Take Two Tablets and Climb Back Up to Me in a Few Chapters
Moses does get two tablets from God, but not for another eleven chapters. “When YHVH finished speaking to Moses on Mount Sinai, he gave him the two tablets, the covenant, two tablets of stone inscribed by the finger of God” (Exodus 31:18). Later, when Moses finds his people worshiping the golden calf, he smashes the tablets (Exodus 32:19). God kills many Israelites with a plague and then orders Moses to lead the survivors to the Promised Land (Exodus 32:34–35). Days pass before God tells Moses to “carve for yourself two stone tablets like the first ones, and I shall inscribe on the tablets the words that were on the first tablets, which you shattered” (Exodus 34:1). So Moses, carrying the two stone tablets, once more treks up to the summit of Sinai, a journey that now includes the distance the people have traveled since the plague. But at last he is going to get the real Ten Commandments directly from God, the very commandments that were inscribed on the first set of tablets long after Moses’s recitation of his own ten commandments.

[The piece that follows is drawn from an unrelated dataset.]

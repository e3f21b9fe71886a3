pub mod pane_chrome;
pub mod scrollable_list;
pub mod search_input;
pub mod status_bar;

Great spiritual books are filled with moments of cognitive dissonance: turning a conventional teaching on its head to get us to rethink its meaning. The problem is few of us read closely enough to get it. RR
1 Do not worship alien gods (Exodus 34:14).
2 Do not make molten gods for yourselves (Exodus 34:17).
3 Observe the Festival of Unleavened Bread (Exodus 34:18).
4 Dedicate the firstborn to God (Exodus 34:19).
5 Keep the Sabbath (Exodus 34:21).
6 Observe the festival of Shavuot/Pentecost (Exodus 34:22).
7 Observe Passover (Exodus 34:22).
8 Make three pilgrimages annually (Exodus 34:23).
9 Avoid eating leavened foods during Passover (Exodus 34:25).
10 Do not cook a calf in its mother’s milk (Exodus 34:26).
These Ten Commandments listed in Exodus 34—and not those improvised by Moses in Exodus 19—are the true words of the covenant. How do we know? The Bible tells us so: “God then said to Moses, ‘Write these words for yourself, for according to these words have I sealed a covenant with you and Israel.’ Moses remained there with God for forty days and forty nights—he ate no bread and drank no water—and he wrote the words of the covenant, the Ten Commandments” (Exodus 34:27–28).
If you think it would be impossible to improve upon the Ten Commandments . . . [read] Mahavira, the Jain patriarch: “Do not injure, abuse, oppress, enslave, insult, torment, torture, or kill any creature or living being.”